We use it to compare SPARQLprov to the competitors, as well as to evaluate the impact of the reification scheme on the overall runtime.
TPC-H: To evaluate
the scalability of SPARQLprov as the amount of
data increases, we used this benchmark to
generate datasets of different sizes.
Wikidata: We used this dataset to evaluate the runtime overhead of
SPARQLprov on a real-world
dataset.
Experiments
Impact of reification: We evaluated SPARQLprov's runtime overhead on data encoded with three reification schemes, namely
named graphs, the standard reification, and the Wikidata reification. This evaluation was conducted on the WatDiv benchmark.
Scalability evaluation: We studied the scalability of SPARQLprov using the TPC-H benchmark that we used to generate
8 synthetic datasets of increasing size.
Real data: We evaluated SPARQLprov on Wikidata, a real-world RDF knowledge graph.
Comparison with other systems: We compared SPARQLprov on the Watdiv benchmark against other solutions for how-provenance, namely TripleProv and GProM.
System Settings
All the queries were executed in a machine with an AMD EPYC
7281 16-Core Processor, 256GB of RAM, and an 8 TB HDD
disk. We use Virtuoso (v.~7.2.5.1) and Fuseki (v.~3.17.0
with TDB1 as storage driver) to test our approach. More details
about the experimental settings can be found in our
reproducibility archive.
For each experiment, we run all queries once to warm up the
engine and then, we run each query load 5 times. For each
query, we report the average response time of the
executions.
Experimental results
In our experiments, we compared our approach (with Virtuoso and Fuseki as backends) against the two state-of-the-art approaches TripleProv and GProM.
We added an additional 5 non-monotonic queries (O1-O5) involving OPTIONAL. The list of queries is avaible under Downloads at the end of this page.
Figure: Watdiv query execution times per reification scheme and query template. The top dotted line represents the timeout.
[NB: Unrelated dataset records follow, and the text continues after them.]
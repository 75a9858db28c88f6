use std::sync::Arc;
use std::time::Duration;

use anyhow::anyhow;
use futures::StreamExt;
use tokio::sync::mpsc;
use tokio::time::Instant;
use uuid::Uuid;

use fabmq_codec::error::DecodeError;
use fabmq_codec::v3::{ConnectAckReason, Packet, SubscribeReturnCode};
use fabmq_net::{MqttError, MqttStream, Socket};
use fabmq_utils::timestamp_millis;

use crate::broker::Broker;
use crate::inflight::{InInflight, MomentStatus, OutInflight};
use crate::session::Session;
use crate::topic::Topic;
use crate::types::{ClientId, ConnId, HashMap, Message, Publish, QoS, Reason, Rx, Source, TopicFilter, TopicName};
use crate::{Error, Result};

/// v3.1 client identifiers are limited to 23 characters.
pub const MAX_CLIENT_ID_LEN_V31: usize = 23;

/// Serves one accepted transport until it closes.
pub async fn process<Io: Socket>(broker: Broker, mut sink: MqttStream<Io>) -> Result<()> {
    let state = match handshake(&broker, &mut sink).await {
        Ok(state) => state,
        Err((ack_code, e)) => {
            if let Some(ack_code) = ack_code {
                log::info!("{} connection refused, {}, {e}", sink.remote_addr, ack_code.reason());
                if let Err(e) = sink.send_connect_ack(ack_code, false).await {
                    log::debug!("{} send CONNACK failed, {e}", sink.remote_addr);
                }
            } else {
                log::debug!("{} handshake failed, {e}", sink.remote_addr);
            }
            let _ = sink.close().await;
            return Err(e);
        }
    };
    state.run(sink).await
}

async fn handshake<Io: Socket>(
    broker: &Broker,
    sink: &mut MqttStream<Io>,
) -> std::result::Result<SessionState, (Option<ConnectAckReason>, Error)> {
    let mut c = match sink.recv_connect(sink.cfg.handshake_timeout).await {
        Ok(c) => c,
        Err(e) => {
            let version_mismatch =
                e.downcast_ref::<MqttError>().map(|e| e.is_version_mismatch()).unwrap_or_default();
            return Err((version_mismatch.then_some(ConnectAckReason::IdentifierRejected), e));
        }
    };

    log::debug!(
        "{} new connection, protocol: {}, client_id: {:?}, clean_session: {}, keep_alive: {}",
        sink.remote_addr,
        c.protocol,
        c.client_id,
        c.clean_session,
        c.keep_alive
    );

    let mut generated = false;
    if c.protocol.is_v31() {
        if !(1..=MAX_CLIENT_ID_LEN_V31).contains(&c.client_id.chars().count()) {
            return Err((Some(ConnectAckReason::IdentifierRejected), MqttError::IdentifierRejected.into()));
        }
    } else if c.client_id.is_empty() {
        if !c.clean_session && !c.protocol.is_legacy_bridge() {
            return Err((Some(ConnectAckReason::IdentifierRejected), MqttError::IdentifierRejected.into()));
        }
        c.client_id = ClientId::from(Uuid::new_v4().as_simple().to_string());
        generated = true;
    }

    if let (Some(username), Some(password)) = (c.username.as_ref(), c.password.as_ref()) {
        if !broker.authorizer.authorize(username, password).await {
            return Err((
                Some(ConnectAckReason::BadUserNameOrPassword),
                MqttError::BadUserNameOrPassword.into(),
            ));
        }
    }

    let no_echo = c.protocol.no_echo();
    if no_echo && sink.cfg.bridge_suffix {
        sink.set_bridge(true);
    }

    let conn_id = broker.next_conn_id();
    let (tx, rx) = mpsc::unbounded_channel();
    let (session, session_present) =
        broker.bind_session(&c.client_id, c.clean_session, conn_id, tx, no_echo).await;
    session.set_will(conn_id, c.last_will.take());

    Ok(SessionState {
        broker: broker.clone(),
        client_id: c.client_id.clone(),
        conn_id,
        session,
        session_present,
        keep_alive: c.keep_alive,
        no_echo,
        archive: !generated,
        rx,
        out_inflight: OutInflight::new(),
        in_inflight: InInflight::default(),
    })
}

/// Per-connection protocol state.
struct SessionState {
    broker: Broker,
    client_id: ClientId,
    conn_id: ConnId,
    session: Arc<Session>,
    session_present: bool,
    keep_alive: u16,
    no_echo: bool,
    /// park the session in the disconnected map on close
    archive: bool,
    rx: Rx,
    out_inflight: OutInflight,
    in_inflight: InInflight,
}

impl SessionState {
    async fn run<Io: Socket>(mut self, mut sink: MqttStream<Io>) -> Result<()> {
        self.broker.stats.connections.inc();
        let reason = match self.connected(&mut sink).await {
            Ok(()) => self.run_loop(&mut sink).await,
            Err(e) => Reason::Error(e),
        };
        self.broker.stats.connections.dec();
        log::info!("{} connection {} closed, reason: {}", self.client_id, self.conn_id, reason);

        match reason {
            // the will already fired and the newer connection owns the session
            Reason::Kicked => self.broker.unbind_session(&self.client_id, self.conn_id, &self.session, false),
            _ => {
                self.broker.unbind_session(&self.client_id, self.conn_id, &self.session, self.archive);
                if reason.is_graceful() {
                    let _ = self.session.take_will(self.conn_id);
                } else {
                    self.fire_will();
                }
            }
        }

        if let Err(e) = sink.close().await {
            log::debug!("{} close failed, {e}", self.client_id);
        }
        match reason {
            Reason::Error(e) => Err(e),
            _ => Ok(()),
        }
    }

    /// CONNACK, then the offline queue and the retained messages of existing subscriptions.
    async fn connected<Io: Socket>(&mut self, sink: &mut MqttStream<Io>) -> Result<()> {
        sink.send_connect_ack(ConnectAckReason::ConnectionAccepted, self.session_present).await?;

        let queued = self.session.queue_len();
        let offlines = self.session.drain_queue(timestamp_millis());
        self.broker.stats.offline_messages.decs(queued as isize);
        if !offlines.is_empty() {
            log::debug!("{} replaying {} offline messages", self.client_id, offlines.len());
        }
        for mut p in offlines {
            if let Some(qos) = self.session.max_qos(&p.topic) {
                p.qos = qos;
                self.deliver(sink, p).await?;
            }
        }

        let subs = self.session.subscriptions();
        self.replay_retained(sink, &subs).await
    }

    async fn run_loop<Io: Socket>(&mut self, sink: &mut MqttStream<Io>) -> Reason {
        let keep_alive = if self.keep_alive == 0 || self.no_echo {
            None
        } else {
            Some(Duration::from_secs_f32(self.keep_alive as f32 * sink.cfg.keepalive_backoff))
        };
        let keep_alive_delay = tokio::time::sleep(keep_alive.unwrap_or(Duration::MAX));
        tokio::pin!(keep_alive_delay);

        loop {
            tokio::select! {
                _ = &mut keep_alive_delay, if keep_alive.is_some() => {
                    log::debug!("{} keepalive timeout", self.client_id);
                    return Reason::KeepaliveTimeout;
                }
                msg = self.rx.recv() => match msg {
                    Some(Message::Forward(p)) => {
                        if let Err(e) = self.deliver(sink, p).await {
                            return Reason::Error(e);
                        }
                    }
                    Some(Message::Kick(ack)) => {
                        self.fire_will();
                        let _ = ack.send(());
                        return Reason::Kicked;
                    }
                    None => return Reason::Error(anyhow!("message channel closed")),
                },
                packet = sink.next() => {
                    if let Some(keep_alive) = keep_alive {
                        keep_alive_delay.as_mut().reset(Instant::now() + keep_alive);
                    }
                    match packet {
                        Some(Ok(packet)) => match self.process_packet(sink, packet).await {
                            Ok(Some(reason)) => return reason,
                            Ok(None) => {}
                            Err(e) => return Reason::Error(e),
                        },
                        Some(Err(e)) => return Reason::Error(e),
                        None => return Reason::RemoteClose,
                    }
                }
            }
        }
    }

    async fn process_packet<Io: Socket>(&mut self, sink: &mut MqttStream<Io>, packet: Packet) -> Result<Option<Reason>> {
        match packet {
            Packet::Publish(p) => self.on_publish(sink, p).await?,
            Packet::PublishAck { packet_id } => {
                if self.out_inflight.remove(packet_id, MomentStatus::UnAck).is_none() {
                    log::debug!("{} PUBACK for unknown packet id {}", self.client_id, packet_id);
                }
            }
            Packet::PublishReceived { packet_id } => {
                if self.out_inflight.update_status(packet_id, MomentStatus::UnReceived, MomentStatus::UnComplete) {
                    sink.send_publish_release(packet_id).await?;
                } else {
                    log::debug!("{} PUBREC for unknown packet id {}", self.client_id, packet_id);
                }
            }
            Packet::PublishRelease { packet_id } => {
                if let Some(p) = self.in_inflight.release(packet_id) {
                    self.forward(p)?;
                }
                sink.send_publish_complete(packet_id).await?;
            }
            Packet::PublishComplete { packet_id } => {
                if self.out_inflight.remove(packet_id, MomentStatus::UnComplete).is_none() {
                    log::debug!("{} PUBCOMP for unknown packet id {}", self.client_id, packet_id);
                }
            }
            Packet::Subscribe { packet_id, topic_filters } => {
                let mut status = Vec::with_capacity(topic_filters.len());
                for (filter, qos) in topic_filters.iter() {
                    self.session.subscribe(filter.clone(), *qos);
                    status.push(SubscribeReturnCode::Success(*qos));
                }
                log::debug!("{} subscribed {:?}", self.client_id, topic_filters);
                sink.send_subscribe_ack(packet_id, status).await?;
                self.replay_retained(sink, &topic_filters).await?;
            }
            Packet::Unsubscribe { packet_id, topic_filters } => {
                for filter in topic_filters.iter() {
                    self.session.unsubscribe(filter);
                }
                sink.send_unsubscribe_ack(packet_id).await?;
            }
            Packet::PingRequest => sink.send_ping_response().await?,
            Packet::Disconnect => return Ok(Some(Reason::Disconnect)),
            other => return Err(MqttError::UnexpectedPacket(other.packet_type()).into()),
        }
        Ok(None)
    }

    async fn on_publish<Io: Socket>(&mut self, sink: &mut MqttStream<Io>, p: Publish) -> Result<()> {
        match p.qos {
            QoS::AtMostOnce => self.forward(p),
            QoS::AtLeastOnce => {
                let packet_id = p.packet_id.ok_or(MqttError::Decode(DecodeError::MalformedPacket))?;
                sink.send_publish_ack(packet_id).await?;
                self.forward(p)
            }
            QoS::ExactlyOnce => {
                let packet_id = p.packet_id.ok_or(MqttError::Decode(DecodeError::MalformedPacket))?;
                self.in_inflight.hold(packet_id, p);
                sink.send_publish_received(packet_id).await
            }
        }
    }

    /// Hands an inbound message to the router.
    #[inline]
    fn forward(&self, mut p: Publish) -> Result<()> {
        p.dup = false;
        p.packet_id = None;
        self.broker.enqueue(Source::Connection(self.conn_id), p)
    }

    /// Sends `p` at its current QoS, tracking it until acknowledged.
    async fn deliver<Io: Socket>(&mut self, sink: &mut MqttStream<Io>, mut p: Publish) -> Result<()> {
        if p.is_expired(timestamp_millis()) {
            log::debug!("{} message expired before delivery, topic: {}", self.client_id, p.topic);
            return Ok(());
        }
        p.dup = false;
        match p.qos {
            QoS::AtMostOnce => p.packet_id = None,
            QoS::AtLeastOnce => {
                let packet_id = self.out_inflight.next_id();
                p.packet_id = Some(packet_id);
                self.out_inflight.push(packet_id, MomentStatus::UnAck, p.clone());
            }
            QoS::ExactlyOnce => {
                let packet_id = self.out_inflight.next_id();
                p.packet_id = Some(packet_id);
                self.out_inflight.push(packet_id, MomentStatus::UnReceived, p.clone());
            }
        }
        sink.send_publish(p).await
    }

    /// Delivers the retained messages matching `filters`, each topic once, flagged retained.
    async fn replay_retained<Io: Socket>(
        &mut self,
        sink: &mut MqttStream<Io>,
        filters: &[(TopicFilter, QoS)],
    ) -> Result<()> {
        let now = timestamp_millis();
        let mut retaineds: HashMap<TopicName, Publish> = HashMap::default();
        for (filter, _) in filters {
            for p in self.broker.retain.matches(&Topic::from(&filter[..]), now) {
                retaineds.entry(p.topic.clone()).or_insert(p);
            }
        }
        for (_, mut p) in retaineds {
            let Some(qos) = self.session.max_qos(&p.topic) else { continue };
            p.qos = qos;
            p.retain = true;
            self.deliver(sink, p).await?;
        }
        Ok(())
    }

    #[inline]
    fn fire_will(&self) {
        if let Some(will) = self.session.take_will(self.conn_id) {
            log::debug!("{} publishing will, topic: {}", self.client_id, will.topic);
            if let Err(e) = self.broker.enqueue(Source::Connection(self.conn_id), will.to_publish()) {
                log::warn!("{} will dropped, {e}", self.client_id);
            }
        }
    }
}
B: base query, R: reified query, P: provenance query.
Figure:
TPC-H execution times per query template.
Figure:
Wikidata time overhead.
Figure:
Watdiv query execution times per engine and query template. For our approach (denoted as Virtuoso) we report the results obtained with named graphs reification scheme, and for GProM the results obtained with the vertical partition scheme. The top dotted line represents the timeout.
Source Code
The source code of SPARQLprov as well as the utilities to reproduce results of our experiments can be found
in our reproducibility archive.
Datasets and Queries
WatDiv: This benchmark uses a syntetic
dataset described in
the official
WatDiv benchmark website. We used the
100
million triples dataset for our experiments. Here are other potentially interesting downloads:
TPC-H: This benchmark uses a syntetic
dataset. The tool to create the dataset is available in the
official TPC-H benchmark
website. This tool generates tables codified as tab-separated values.
Our reproducibility scripts take care of translating
these data into RDF.
Wikidata: We used the
Wikidata dump from January 27, 2020 from Wikimedia
foundation. We have created a
stable copy of
the dataset for long-term preservation concerns.